Keywords: neonate, opiate, neonatal abstinence syndrome, iatrogenic exposure, pharmacoepidemiology, withdrawal
Introduction
Neonates are commonly exposed to opiates and benzodiazepines for analgesic and sedative effects in the intensive care unit (ICU). Although their use is warranted, there are few evidence-based resources to guide initiation, maintenance and weaning of analgesic and sedative medications. Secular trends in opinions about need to treat pain in neonates have shifted over time, from thoughts that infants could not feel pain to a realization that neonatal pain perception is intact1. Recently, the growing clinical perception is that the use of opiates in the Neonatal and Pediatric Intensive Care Unit is rapidly increasing and this increasing opiate exposure in the neonatal period is not without consequence2.

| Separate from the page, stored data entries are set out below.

//! Query keys identifying cache entries.

use serde_json::Value;
use sha2::{Digest, Sha256};

use crate::entity::EntityId;

/// One cache entry per distinct read: endpoint plus arguments.
#[derive(Clone, Debug, PartialEq)]
pub enum QueryKey {
  /// Single entity by id
  Get { entity: String, id: EntityId },
  /// Unpaged list, optionally filtered by an example
  ListAll {
    entity: String,
    example: Option<Value>,
  },
  /// One page of the list
  ListPaged {
    entity: String,
    page: u32,
    size: u32,
    example: Option<Value>,
  },
}

impl QueryKey {
  pub fn get(entity: &str, id: &EntityId) -> Self {
    Self::Get {
      entity: entity.to_string(),
      id: id.clone(),
    }
  }

  pub fn list_all(entity: &str, example: Option<&Value>) -> Self {
    Self::ListAll {
      entity: entity.to_string(),
      example: example.cloned(),
    }
  }

  pub fn list_paged(entity: &str, page: u32, size: u32, example: Option<&Value>) -> Self {
    Self::ListPaged {
      entity: entity.to_string(),
      page,
      size,
      example: example.cloned(),
    }
  }

  /// Stable, fixed-length key for storage lookups.
  pub fn cache_hash(&self) -> String {
    let input = match self {
      Self::Get { entity, id } => format!("get:{}:{}", entity, id),
      Self::ListAll { entity, example } => {
        format!("list_all:{}:{}", entity, canonical_example(example))
      }
      Self::ListPaged {
        entity,
        page,
        size,
        example,
      } => format!(
        "list_paged:{}:{}:{}:{}",
        entity,
        page,
        size,
        canonical_example(example)
      ),
    };

    let mut hasher = Sha256::new();
    hasher.update(input.as_bytes());
    hex::encode(hasher.finalize())
  }

  pub fn description(&self) -> String {
    match self {
      Self::Get { entity, id } => format!("{} {}", entity, id),
      Self::ListAll { entity, example } => match example {
        Some(e) => format!("all {} matching {}", entity, e),
        None => format!("all {}", entity),
      },
      Self::ListPaged {
        entity,
        page,
        size,
        example,
      } => match example {
        Some(e) => format!("{} page {} (size {}) matching {}", entity, page, size, e),
        None => format!("{} page {} (size {})", entity, page, size),
      },
    }
  }
}

/// serde_json maps are sorted by key, so the compact form is canonical for
/// equal examples regardless of how they were built.
fn canonical_example(example: &Option<Value>) -> String {
  example.as_ref().map(Value::to_string).unwrap_or_default()
}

There is a fine balance between treating pain and avoiding the adverse events associated with opiate exposure, both clinical and cellular. There is animal evidence that pain control with morphine attenuates long-term negative consequences such as hyperalgesia3. A recent systematic review4 compiled multiple studies which associate painful procedures in the neonatal period to adverse neurologic outcomes; so there is indeed a need to minimize the experience of pain during a window of critical central and peripheral nervous system development. Conversely, there is animal data which suggests that opiates given in the absence of pain may cause adverse cellular changes. In the rat, repeated morphine administration leads to long-term alterations in neurochemicals in the hippocampus5. Morphine administration for six consecutive days in neonatal rats leads to increased supraspinal neuronal apoptosis in distinct anatomic brain regions, namely the cortex and the amygdala6. The negative effects of long-term opiate treatment in the developing human brain are not currently understood outside of clinical manifestations of tolerance and physiologic dependence.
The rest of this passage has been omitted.